▶ Task objective
The whole set of entries is to be restated word for word.

Collected data:
//! Configuration file loading.
//!
//! The configuration is a TOML file. It is looked up in the following order:
//! 1. The path given with `--config`
//! 2. `rfband.toml` in the current directory
//! 3. Default values
//!
//! ```toml
//! [logging]
//! level = "info"
//!
//! [output]
//! format = "table"
//!
//! [[band_plan]]
//! name = "2m"
//! range = { low = "144MHz", high = "148MHz" }
//! ```

use std::path::{Path, PathBuf};

use log::debug;
use rfband::Allocations;
use serde::Deserialize;
use thiserror::Error;

use crate::context::OutputFormat;

/// Default configuration file name, looked up in the current directory.
pub(crate) const DEFAULT_CONFIG_FILE: &str = "rfband.toml";

/// Errors raised while loading the configuration file.
#[derive(Error, Debug)]
pub(crate) enum ConfigError {
    #[error("failed to read {}: {source}", path.display())]
    Io {
        path: PathBuf,
        #[source]
        source: std::io::Error,
    },

    #[error("failed to parse {}: {source}", path.display())]
    Toml {
        path: PathBuf,
        #[source]
        source: toml::de::Error,
    },
}

/// Configuration file format.
#[derive(Debug, Default, Deserialize)]
pub(crate) struct ConfigFile {
    #[serde(default)]
    pub logging: LoggingSection,
    #[serde(default)]
    pub output: OutputSection,
    /// User defined allocations, searched by `lookup` and listed by `bands`.
    #[serde(default)]
    pub band_plan: Allocations,
}

#[derive(Debug, Default, Deserialize)]
pub(crate) struct LoggingSection {
    pub level: Option<String>,
}

#[derive(Debug, Default, Deserialize)]
pub(crate) struct OutputSection {
    pub format: Option<OutputFormat>,
}

impl ConfigFile {
    /// Parse configuration from TOML text.
    pub fn from_toml(path: &Path, contents: &str) -> Result<Self, ConfigError> {
        toml::from_str(contents).map_err(|source| ConfigError::Toml {
            path: path.to_path_buf(),
            source,
        })
    }
}

/// Load a configuration file from `path`.
pub(crate) fn load_config(path: &Path) -> Result<ConfigFile, ConfigError> {
    let contents = std::fs::read_to_string(path).map_err(|source| ConfigError::Io {
        path: path.to_path_buf(),
        source,
    })?;
    let config = ConfigFile::from_toml(path, &contents)?;
    debug!(
        "Band plan from {} has {} entries",
        path.display(),
        config.band_plan.len()
    );
    Ok(config)
}

/// Pick the configuration file: explicit path > auto-detect in `dir` > none.
pub(crate) fn resolve_config_path(explicit: Option<&Path>, dir: &Path) -> Option<PathBuf> {
    if let Some(path) = explicit {
        return Some(path.to_path_buf());
    }

    let default_path = dir.join(DEFAULT_CONFIG_FILE);
    default_path.exists().then_some(default_path)
}

/// Resolve and load the configuration, falling back to defaults when no
/// file is found. Returns the path that was loaded, if any.
pub(crate) fn load(explicit: Option<&Path>) -> Result<(ConfigFile, Option<PathBuf>), ConfigError> {
    let dir = std::env::current_dir().unwrap_or_else(|_| PathBuf::from("."));
    match resolve_config_path(explicit, &dir) {
        Some(path) => Ok((load_config(&path)?, Some(path))),
        None => Ok((ConfigFile::default(), None)),
    }
}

▶ Response
//! Configuration file loading.
//!
//! The configuration is a TOML file. It is looked up in the following order:
//! 1. The path given with `--config`
//! 2. `rfband.toml` in the current directory
//! 3. Default values
//!
//! ```toml
//! [logging]
//! level = "info"
//!
//! [output]
//! format = "table"
//!
//! [[band_plan]]
//! name = "2m"
//! range = { low = "144MHz", high = "148MHz" }
//! ```

use std::path::{Path, PathBuf};

use log::debug;
use rfband::Allocations;
use serde::Deserialize;
use thiserror::Error;

use crate::context::OutputFormat;

/// Default configuration file name, looked up in the current directory.
pub(crate) const DEFAULT_CONFIG_FILE: &str = "rfband.toml";

/// Errors raised while loading the configuration file.
#[derive(Error, Debug)]
pub(crate) enum ConfigError {
    #[error("failed to read {}: {source}", path.display())]
    Io {
        path: PathBuf,
        #[source]
        source: std::io::Error,
    },

    #[error("failed to parse {}: {source}", path.display())]
    Toml {
        path: PathBuf,
        #[source]
        source: toml::de::Error,
    },
}

/// Configuration file format.
#[derive(Debug, Default, Deserialize)]
pub(crate) struct ConfigFile {
    #[serde(default)]
    pub logging: LoggingSection,
    #[serde(default)]
    pub output: OutputSection,
    /// User defined allocations, searched by `lookup` and listed by `bands`.
    #[serde(default)]
    pub band_plan: Allocations,
}

#[derive(Debug, Default, Deserialize)]
pub(crate) struct LoggingSection {
    pub level: Option<String>,
}

#[derive(Debug, Default, Deserialize)]
pub(crate) struct OutputSection {
    pub format: Option<OutputFormat>,
}

impl ConfigFile {
    /// Parse configuration from TOML text.
    pub fn from_toml(path: &Path, contents: &str) -> Result<Self, ConfigError> {
        toml::from_str(contents).map_err(|source| ConfigError::Toml {
            path: path.to_path_buf(),
            source,
        })
    }
}

/// Load a configuration file from `path`.
pub(crate) fn load_config(path: &Path) -> Result<ConfigFile, ConfigError> {
    let contents = std::fs::read_to_string(path).map_err(|source| ConfigError::Io {
        path: path.to_path_buf(),
        source,
    })?;
    let config = ConfigFile::from_toml(path, &contents)?;
    debug!(
        "Band plan from {} has {} entries",
        path.display(),
        config.band_plan.len()
    );
    Ok(config)
}

/// Pick the configuration file: explicit path > auto-detect in `dir` > none.
pub(crate) fn resolve_config_path(explicit: Option<&Path>, dir: &Path) -> Option<PathBuf> {
    if let Some(path) = explicit {
        return Some(path.to_path_buf());
    }

    let default_path = dir.join(DEFAULT_CONFIG_FILE);
    default_path.exists().then_some(default_path)
}

/// Resolve and load the configuration, falling back to defaults when no
/// file is found. Returns the path that was loaded, if any.
pub(crate) fn load(explicit: Option<&Path>) -> Result<(ConfigFile, Option<PathBuf>), ConfigError> {
    let dir = std::env::current_dir().unwrap_or_else(|_| PathBuf::from("."));
    match resolve_config_path(explicit, &dir) {
        Some(path) => Ok((load_config(&path)?, Some(path))),
        None => Ok((ConfigFile::default(), None)),
    }
}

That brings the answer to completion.